Ma in particolare dagli anni Novanta in poi, si assiste anche a una straordinaria evoluzione postmodernista di tutte le altre forme di ricerca artistica, dalle installazioni ambientali alle performance, dalla fotografia alla video art, con opere ed esposizioni sempre più spettacolari.
Un esempio emblematico in questo senso è il clamoroso successo della cosiddetta Young British Art (YBA), un variegato gruppo di giovani artisti britannici che, a partire dalla mostra “Freeze”, organizzata a Londra nel 1988 dal capofila Damien Hirst in uno spazio industriale dismesso, si afferma a livello internazionale grazie al sostegno del collezionista e abilissimo investitore nel campo dell’arte contemporanea Charles Saatchi, e di potenti gallerie. Anche se nella YBA si trovano artisti che utilizzano ogni tipo di tecniche, materiali e processi creativi, questo gruppo si caratterizza in generale per un comune strategia della provocazione attraverso soggetti e temi estremamente scioccanti sulla violenza, la morte, il sesso, i corpi umani e animali; e per una spiccata abilità nel creare scandali e polemiche a livello mediatico, e nel gestire gli interessi mercantili.
L’evento più rilevante e spettacolare del movimento è stata la grande esposizione del 1997 “Sensation” alla Royal Accademy di Londra (poi presentata anche a Berlino e a New York) con opere di 42 artisti. Tra gli esponenti più affermati, oltre a Damien Hirst (suo è il famoso squalo sezionato e messo in formaldeide) e Tracey Emin (nota per aver presentato come installazione il suo letto sfatto e macchiato), sono da citare anche i fratelli Jake e Dinos Chapman, autori di orripilanti figure con alterazioni genetiche; Marc Quinn che ha riempito di suo vero sangue un calco vuoto della sua testa; e Jenny Saville che dipinge con nitido realismo espressionista mostruosi corpi femminili.

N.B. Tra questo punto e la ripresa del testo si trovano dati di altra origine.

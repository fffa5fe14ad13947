/*
 * Copyright (c) 2023.
 *
 * This software is free software;
 *
 * You can redistribute it or modify it under terms of the MIT, Apache License or Zlib license
 */

use alloc::string::String;
use core::fmt::{Debug, Display, Formatter};

/// Possible errors that may occur during decoding
///
/// The first three variants are the only ones the decoder returns
/// with default options, the rest are raised when
/// [`DecoderOptions`](crate::DecoderOptions) asks for limits or strict parsing.
pub enum PpmDecodeErrors {
    /// The max color value in the header is not `255`
    ///
    /// The argument is the token found in its place, empty
    /// if the header ended early
    UnsupportedColorDepth(String),
    /// The image does not start with `P3` or `P6`
    ///
    /// The argument is the offending format tag
    UnsupportedFormat(String),
    /// The pixel payload does not contain `width*height*3` samples
    ///
    /// # Arguments
    /// - 1st argument is the number of samples the header declares, `None` if
    ///   a dimension could not be parsed or the size overflows
    /// - 2nd argument is the number of samples actually found
    PixelDataSizeMismatch(Option<usize>, usize),
    /// A dimension is larger than the configured limit
    ///
    /// # Arguments
    /// - 1st argument is the dimension name
    /// - 2nd argument is the configured limit
    /// - 3rd argument is the value found
    LargeDimensions(&'static str, usize, usize),
    /// Strict mode: a header dimension is not a decimal integer
    InvalidHeader(String),
    /// Strict mode: a P3 sample is not an integer between 0 and 255
    InvalidSample(String)
}

impl Debug for PpmDecodeErrors {
    fn fmt(&self, f: &mut Formatter<'_>) -> core::fmt::Result {
        match self {
            PpmDecodeErrors::UnsupportedColorDepth(found) => {
                writeln!(
                    f,
                    "Unsupported max color value `{found}`, only 255 (8 bit channels) is supported"
                )
            }
            PpmDecodeErrors::UnsupportedFormat(found) => {
                writeln!(
                    f,
                    "Unsupported PPM format `{found}`, supported formats are P3 and P6"
                )
            }
            PpmDecodeErrors::PixelDataSizeMismatch(Some(expected), found) => {
                writeln!(
                    f,
                    "Pixel data size mismatch, expected {expected} samples but found {found}"
                )
            }
            PpmDecodeErrors::PixelDataSizeMismatch(None, found) => {
                writeln!(
                    f,
                    "Pixel data size mismatch, header dimensions are not valid numbers and {found} samples were found"
                )
            }
            PpmDecodeErrors::LargeDimensions(dimension, expected, found) => {
                writeln!(
                    f,
                    "Too large {dimension}, expected a value of at most {expected} but found {found}"
                )
            }
            PpmDecodeErrors::InvalidHeader(reason) => {
                writeln!(f, "Invalid header, reason: {reason}")
            }
            PpmDecodeErrors::InvalidSample(sample) => {
                writeln!(
                    f,
                    "Invalid sample `{sample}`, expected an integer between 0 and 255"
                )
            }
        }
    }
}

impl Display for PpmDecodeErrors {
    fn fmt(&self, f: &mut Formatter<'_>) -> core::fmt::Result {
        writeln!(f, "{:?}", self)
    }
}

#[cfg(feature = "std")]
impl std::error::Error for PpmDecodeErrors {}
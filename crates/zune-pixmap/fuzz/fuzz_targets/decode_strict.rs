#![no_main]

use libfuzzer_sys::fuzz_target;
use zune_pixmap::DecoderOptions;

fuzz_target!(|data: &[u8]| {
    let options = DecoderOptions::new_strict()
        .set_max_width(1 << 14)
        .set_max_height(1 << 14);

    let mut decoder = zune_pixmap::PpmDecoder::new_with_options(data, options);
    let _ = decoder.decode_headers();
    let _ = decoder.decode();
});
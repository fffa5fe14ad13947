/*
 * Copyright (c) 2023.
 *
 * This software is free software;
 *
 * You can redistribute it or modify it under terms of the MIT, Apache License or Zlib license
 */

//! ASCII (P3) pixel extraction
//!
//! Every token after the header is a sample. With default options samples
//! are converted the way a store into an unsigned 8 bit array converts a
//! number, so out of range values wrap and garbage becomes zero. Strict mode
//! rejects anything that isn't an integer between 0 and 255.

use alloc::string::ToString;
use alloc::vec::Vec;

use crate::errors::PpmDecodeErrors;
use crate::header::{decode_text, PpmHeader};
use crate::image::{Image, PpmFormat};
use crate::log::trace;
use crate::options::DecoderOptions;

/// 2^63, every f64 at or above this magnitude is a multiple of 256
const WRAP_LIMIT: f64 = 9_223_372_036_854_775_808.0;

/// Read the header of a P3 image
pub(crate) fn read_header(
    data: &[u8], options: &DecoderOptions
) -> Result<PpmHeader, PpmDecodeErrors> {
    let text = decode_text(data);

    let header = PpmHeader::parse(&mut text.split_whitespace(), options)?;
    header.expect_format(PpmFormat::P3)?;

    Ok(header)
}

/// Decode a P3 image
pub(crate) fn decode(data: &[u8], options: &DecoderOptions) -> Result<Image, PpmDecodeErrors> {
    let text = decode_text(data);
    let mut tokens = text.split_whitespace();

    let header = PpmHeader::parse(&mut tokens, options)?;
    header.expect_format(PpmFormat::P3)?;

    let expected = header.expected_size();
    // don't trust the header for the allocation, a sample needs at least one byte
    let capacity = expected.unwrap_or(0).min(text.len());
    let mut pixels = Vec::with_capacity(capacity);

    if options.strict_mode() {
        for token in tokens {
            pixels.push(strict_sample(token)?);
        }
    } else {
        pixels.extend(tokens.map(coerce_sample));
    }

    trace!("Found {} samples", pixels.len());

    match header.dimensions() {
        Some((width, height)) if expected == Some(pixels.len()) => {
            Ok(Image::new(width, height, PpmFormat::P3, pixels))
        }
        _ => Err(PpmDecodeErrors::PixelDataSizeMismatch(
            expected,
            pixels.len()
        ))
    }
}

/// Convert a sample token to a byte
///
/// - Tokens that are not numbers, NaN and infinities become 0
/// - Fractions are truncated toward zero
/// - Everything else wraps modulo 256, e.g `256` is 0 and `-1` is 255
pub(crate) fn coerce_sample(token: &str) -> u8 {
    if let Ok(value) = token.parse::<u8>() {
        return value;
    }
    match token.parse::<f64>() {
        Ok(value) => wrap_to_u8(value),
        Err(_) => 0
    }
}

fn wrap_to_u8(value: f64) -> u8 {
    if !value.is_finite() || value >= WRAP_LIMIT || value <= -WRAP_LIMIT {
        return 0;
    }
    // `as` truncates toward zero and the value fits an i64 here
    (value as i64).rem_euclid(256) as u8
}

fn strict_sample(token: &str) -> Result<u8, PpmDecodeErrors> {
    token
        .parse::<u8>()
        .map_err(|_| PpmDecodeErrors::InvalidSample(token.to_string()))
}
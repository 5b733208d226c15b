//! Input validation that needs both the table and the criteria.
//!
//! Table-shape checks live on `DecisionTable` construction; weight and impact
//! token checks live in the text adapter. This module covers what remains:
//! aligning criteria with the table and rejecting degenerate columns.

use ndarray::ArrayView1;

use super::{CriteriaSpec, DecisionTable, SchemaError};
use crate::domain::foundation::Impact;

/// Cross-input validation for a ranking request.
pub struct Validator;

impl Validator {
    /// Runs every check a typed ranking request must pass, in order.
    ///
    /// 1. weight count, then impact count, equals the criterion count
    /// 2. every weight is finite and non-negative
    /// 3. no criterion column is all zeros
    pub fn validate_request(
        table: &DecisionTable,
        weights: &[f64],
        impacts: &[Impact],
    ) -> Result<CriteriaSpec, SchemaError> {
        Self::validate_counts(weights.len(), impacts.len(), table.criteria_count())?;
        let criteria = CriteriaSpec::new(weights.to_vec(), impacts.to_vec())?;
        Self::validate_columns(table)?;
        Ok(criteria)
    }

    /// Checks that a criteria spec lines up with the table, carries only
    /// finite non-negative weights, and the table has no degenerate columns.
    pub fn validate(table: &DecisionTable, criteria: &CriteriaSpec) -> Result<(), SchemaError> {
        Self::validate_counts(criteria.len(), criteria.impacts().len(), table.criteria_count())?;
        Self::validate_weights(criteria.weights())?;
        Self::validate_columns(table)
    }

    /// Every weight must be finite and non-negative.
    pub fn validate_weights(weights: &[f64]) -> Result<(), SchemaError> {
        match weights
            .iter()
            .enumerate()
            .find(|(_, w)| !w.is_finite() || **w < 0.0)
        {
            Some((position, &weight)) => Err(SchemaError::invalid_weight(position, weight)),
            None => Ok(()),
        }
    }

    /// Weight count is checked before impact count.
    pub fn validate_counts(
        weights: usize,
        impacts: usize,
        criteria: usize,
    ) -> Result<(), SchemaError> {
        if weights != criteria {
            return Err(SchemaError::count_mismatch("weights", weights, criteria));
        }
        if impacts != criteria {
            return Err(SchemaError::count_mismatch("impacts", impacts, criteria));
        }
        Ok(())
    }

    /// Rejects any column in which every value is exactly zero.
    pub fn validate_columns(table: &DecisionTable) -> Result<(), SchemaError> {
        let degenerate = (0..table.criteria_count())
            .position(|column| table.column(column).iter().all(|&v| v == 0.0));
        match degenerate {
            Some(column) => {
                tracing::debug!(
                    column = %table.criteria_names()[column],
                    "Rejecting all-zero criterion column"
                );
                Err(SchemaError::degenerate_column(&table.criteria_names()[column]))
            }
            None => Ok(()),
        }
    }
}

/// Largest absolute value in `values`, or 0 when empty.
pub fn max_magnitude(values: ArrayView1<f64>) -> f64 {
    values.fold(0.0, |acc: f64, &v| acc.max(v.abs()))
}

/// Euclidean norm computed as `m * sqrt(Σ (x/m)^2)` with `m = max|x|`.
///
/// Squaring the raw values overflows above ~1e154 and underflows below
/// ~1e-154; scaling by the largest magnitude keeps every square in `[0, 1]`.
pub fn euclidean_norm(values: ArrayView1<f64>) -> f64 {
    let scale = max_magnitude(values);
    if scale == 0.0 {
        return 0.0;
    }
    scale * scaled_norm(values, scale)
}

/// `sqrt(Σ (x/scale)^2)` for a non-zero `scale`.
pub(crate) fn scaled_norm(values: ArrayView1<f64>, scale: f64) -> f64 {
    values
        .fold(0.0, |acc: f64, &v| {
            let r = v / scale;
            acc + r * r
        })
        .sqrt()
}
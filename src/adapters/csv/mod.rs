//! CSV adapters for the table source and result sink ports.

mod result_sink;
mod table_source;

pub use result_sink::CsvResultSink;
pub use table_source::CsvTableSource;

Ma la fondamentale svolta culturale a livello generale è quella connessa alla straordinaria accelerazione dei processi di globalizzazione. Dagli anni Novanta in poi l’orizzonte dell’arte contemporanea si allarga in modo determinante con l’emergere di nuove vitali scene artistiche in America Latina, in Africa e in Asia.
Le opere di molti di questi artisti affrontano problematiche politiche dei loro paesi, le questioni del post-colonialismo, le contraddizioni fra tradizioni etniche e modernità occidentale, e temi sociali come il razzismo e la condizione delle donne.
Di grande importanza per l’avvio e la legittimazione di questa apertura multiculturalista sono state alcune grandi manifestazioni espositive internazionali. La prima è la mostra “Les Magiciens de la terre” al Centre Pompidou di Parigi (1989), curata da Jean-Hubert Martin, che per la prima volta mette in dialogo fra loro, con pari dignità, molti fra i più famosi artisti occidentali con artisti provenienti da paesi decentrati di tutto il mondo, in particolare africani, espressione di valori culturali ed estetici considerati fino ad allora marginali o interessanti solo dal punto di vista etnologico. Lo sviluppo in questa direzione si è definitivamente consolidato con le due edizioni della Biennale di Venezia (1999 e 2001) dirette da Harald Szeemann, intitolate significativamente “d’Apertutto” e “Platea dell’Umanità”. Di grande importanza è stata anche l’edizione del 2002 di Documenta di Kassel in Germania, diretta dal nigeriano Okwui Enwezor, intitolata “Platforms”, allargata a eventi espositivi organizzati nei cinque continenti.
Bisogna infine ricordare il caso particolare della Cina, dove in pochi anni c’è stato uno straordinario sviluppo del sistema dell’arte contemporanea, con la nascita di gallerie, musei, biennali, fiere dell’arte, e con artisti che hanno raggiunto quotazioni altissime, come per esempio Fang Lijun, Cai Guo-Qiang, e Al Weiwei.